La recuperación económica relegó 'Generación Tapón' a los anaqueles polvorientos de libros olvidados. Pero la sindemia, que tanto ha afectado a la juventud, justo cuando levantaba cabeza tras la crisis, viendo cómo muchos proyectos vitales se iban al garete, lo desempolvó. Y muy recientemente dio pie a algunos titulares, cuando las conmemoraciones del 23-F desvelaron a algunos jóvenes periodistas la edad de los colegas que protagonizaron aquellos días: aquellos Cebrián, Ramírez, García o Castedo, no mucho más jóvenes que algunos de los políticos de aquella época: el Rey, González o funcionarios como el decisivo Laína.

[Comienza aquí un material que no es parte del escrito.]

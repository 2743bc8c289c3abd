//! Fade-in on first viewport entry.

use crate::config::RevealSettings;
use crate::fmt::fmt_css_number;
use crate::style::{apply_declarations, InlineStyle};

pub use crate::style::StyleDeclaration;

/// Per-element reveal state. Only ever moves from `Hidden` to `Revealed`.
#[derive(Debug, Clone, Copy, PartialEq, Eq, Default)]
pub enum RevealState {
    #[default]
    Hidden,
    Revealed,
}

impl RevealState {
    /// Feeds one intersection report. Returns `true` when this report is the
    /// one that reveals the element.
    pub fn observe(&mut self, is_intersecting: bool) -> bool {
        if *self == RevealState::Hidden && is_intersecting {
            *self = RevealState::Revealed;
            return true;
        }
        false
    }
}

/// Elements handed to the observer, each with its reveal state.
#[derive(Debug)]
pub struct RevealTargets<E> {
    entries: Vec<(E, RevealState)>,
}

impl<E> Default for RevealTargets<E> {
    fn default() -> Self {
        Self {
            entries: Vec::new(),
        }
    }
}

impl<E: PartialEq> RevealTargets<E> {
    pub fn new() -> Self {
        Self::default()
    }

    pub fn len(&self) -> usize {
        self.entries.len()
    }

    pub fn is_empty(&self) -> bool {
        self.entries.is_empty()
    }

    /// Hides `el` and starts tracking it. An element without an inline style
    /// could never be revealed, so it is not tracked; returns whether it was.
    pub fn hide_and_track<S: InlineStyle>(
        &mut self,
        el: E,
        style: Option<S>,
        hidden: &[StyleDeclaration],
    ) -> bool {
        let Some(style) = style else {
            return false;
        };
        apply_declarations(&style, hidden);
        self.entries.push((el, RevealState::Hidden));
        true
    }

    /// Feeds one intersection report for `target`. Returns `true` when the
    /// caller should apply the revealed styles now.
    pub fn report(&mut self, target: &E, is_intersecting: bool) -> bool {
        self.entries
            .iter_mut()
            .find(|(el, _)| el == target)
            .is_some_and(|(_, state)| state.observe(is_intersecting))
    }
}

/// Inline styles applied before an element is registered with the observer.
pub fn hidden_declarations(settings: &RevealSettings) -> Vec<StyleDeclaration> {
    let duration = fmt_css_number(settings.duration_s);
    let easing = settings.easing.trim();
    vec![
        StyleDeclaration::new("opacity", "0"),
        StyleDeclaration::new(
            "transform",
            format!("translateY({}px)", fmt_css_number(settings.offset_px)),
        ),
        StyleDeclaration::new(
            "transition",
            format!("opacity {duration}s {easing}, transform {duration}s {easing}"),
        ),
    ]
}

/// Inline styles applied when an element first intersects.
pub fn revealed_declarations() -> Vec<StyleDeclaration> {
    vec![
        StyleDeclaration::new("opacity", "1"),
        StyleDeclaration::new("transform", "translateY(0)"),
    ]
}

#[cfg(test)]
mod tests {
    use super::*;
    use crate::style::fake::FakeStyle;

    fn value_of<'a>(decls: &'a [StyleDeclaration], property: &str) -> Option<&'a str> {
        decls
            .iter()
            .find(|d| d.property == property)
            .map(|d| d.value.as_str())
    }

    #[test]
    fn hidden_styles_match_defaults() {
        let decls = hidden_declarations(&RevealSettings::default());
        assert_eq!(value_of(&decls, "opacity"), Some("0"));
        assert_eq!(value_of(&decls, "transform"), Some("translateY(30px)"));
        assert_eq!(
            value_of(&decls, "transition"),
            Some("opacity 0.6s ease, transform 0.6s ease")
        );
    }

    #[test]
    fn revealed_styles_clear_the_offset() {
        let decls = revealed_declarations();
        assert_eq!(value_of(&decls, "opacity"), Some("1"));
        assert_eq!(value_of(&decls, "transform"), Some("translateY(0)"));
    }

    #[test]
    fn unstyleable_targets_are_not_tracked() {
        let hidden = hidden_declarations(&RevealSettings::default());
        let card = FakeStyle::default();
        let mut targets = RevealTargets::new();

        assert!(targets.hide_and_track("card", Some(&card), &hidden));
        assert!(!targets.hide_and_track("math", None::<&FakeStyle>, &hidden));
        assert_eq!(targets.len(), 1);
        assert_eq!(card.get("opacity").as_deref(), Some("0"));
        assert_eq!(card.get("transform").as_deref(), Some("translateY(30px)"));

        // Reports for untracked elements are ignored.
        assert!(!targets.report(&"math", true));
    }

    #[test]
    fn tracked_target_reveals_once() {
        let hidden = hidden_declarations(&RevealSettings::default());
        let card = FakeStyle::default();
        let mut targets = RevealTargets::new();
        targets.hide_and_track("card", Some(&card), &hidden);

        assert!(!targets.report(&"card", false));
        assert!(targets.report(&"card", true));
        assert!(!targets.report(&"card", false));
        assert!(!targets.report(&"card", true));
    }

    #[test]
    fn reveal_is_one_way() {
        let mut state = RevealState::default();
        assert!(!state.observe(false));
        assert_eq!(state, RevealState::Hidden);

        assert!(state.observe(true));
        assert_eq!(state, RevealState::Revealed);

        // Leaving and re-entering the viewport changes nothing.
        assert!(!state.observe(false));
        assert!(!state.observe(true));
        assert_eq!(state, RevealState::Revealed);
    }
}
//! Utilities shared with other scripts on the page.
//!
//! Exported twice: as wasm-bindgen module functions, and as properties of one
//! namespace object on `window` for scripts that never import the module.

use page_interactions::element::ElementSpec;
use page_interactions::validate::validate_fields;
use page_interactions::COLLABORATION_DEMO_MESSAGE;
use wasm_bindgen::prelude::*;
use web_sys::Element;

use super::dom::{self, RequiredInput};
use crate::WebError;

const REQUIRED_FIELDS: &str = "input[required], textarea[required]";

/// Marks blank required fields inside `form` and returns whether all are filled.
#[wasm_bindgen(js_name = validateForm)]
pub fn validate_form(form: &Element) -> bool {
    let cfg = super::config();
    let fields = match form.query_selector_all(REQUIRED_FIELDS) {
        Ok(list) => dom::elements(&list),
        Err(e) => {
            log::warn!("validateForm: {}", WebError::from(e));
            Vec::new()
        }
    };
    validate_fields(
        fields.into_iter().filter_map(RequiredInput::from_element),
        &cfg.validation,
    )
}

/// Builds an unattached element.
///
/// `inner_content` is set as raw `innerHTML`; never pass untrusted input.
#[wasm_bindgen(js_name = createInteractiveElement)]
pub fn create_interactive_element(
    tag_name: &str,
    inner_content: &str,
    class_name: Option<String>,
) -> Result<Element, JsValue> {
    let spec = ElementSpec::new(tag_name, inner_content, class_name.as_deref());
    let document = dom::document().map_err(|e| JsValue::from_str(&e.to_string()))?;
    let el = document.create_element(&spec.tag)?;
    el.set_inner_html(&spec.inner_html);
    if let Some(class) = &spec.class_name {
        el.set_class_name(class);
    }
    Ok(el)
}

/// Placeholder for the collaboration demo.
#[wasm_bindgen(js_name = showCollaborationDemo)]
pub fn show_collaboration_demo() {
    // Traced regardless of the configured log level.
    web_sys::console::log_1(&JsValue::from_str(COLLABORATION_DEMO_MESSAGE));
}

/// Publishes the three utilities as `window[namespace]`.
pub(super) fn install_namespace(namespace: &str) -> Result<(), WebError> {
    let window = dom::window()?;
    let ns = js_sys::Object::new();

    let validate = Closure::wrap(
        Box::new(|form: Element| validate_form(&form)) as Box<dyn Fn(Element) -> bool>
    );
    js_sys::Reflect::set(&ns, &JsValue::from_str("validateForm"), validate.as_ref())?;
    validate.forget();

    let create = Closure::wrap(Box::new(
        |tag: String, inner: String, class: Option<String>| {
            create_interactive_element(&tag, &inner, class)
        },
    )
        as Box<dyn Fn(String, String, Option<String>) -> Result<Element, JsValue>>);
    js_sys::Reflect::set(
        &ns,
        &JsValue::from_str("createInteractiveElement"),
        create.as_ref(),
    )?;
    create.forget();

    let demo = Closure::wrap(Box::new(show_collaboration_demo) as Box<dyn Fn()>);
    js_sys::Reflect::set(&ns, &JsValue::from_str("showCollaborationDemo"), demo.as_ref())?;
    demo.forget();

    js_sys::Reflect::set(&window, &JsValue::from_str(namespace), &ns)?;
    log::debug!("exports: window.{namespace} installed");
    Ok(())
}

Sin embargo, en estos tiempos contradictorios, hay síntomas que apuntarían en la dirección contraria. Algunas empresas prescinden de miles de sus empleados, comunicándoles, extraoficialmente y de forma verbal, que no quieren trabajadores mayores de 50 años, si bien la regla no se aplica a sus altos directivos. Pero aquí son los 'boomers' los penalizados. Y no es un caso aislado. Cualquiera sabe, además, que pocas empresas contratarán a un cincuentón caído. Preferirán siempre a un joven 'dinámico y preparado'. Y si cobra poco, mejor.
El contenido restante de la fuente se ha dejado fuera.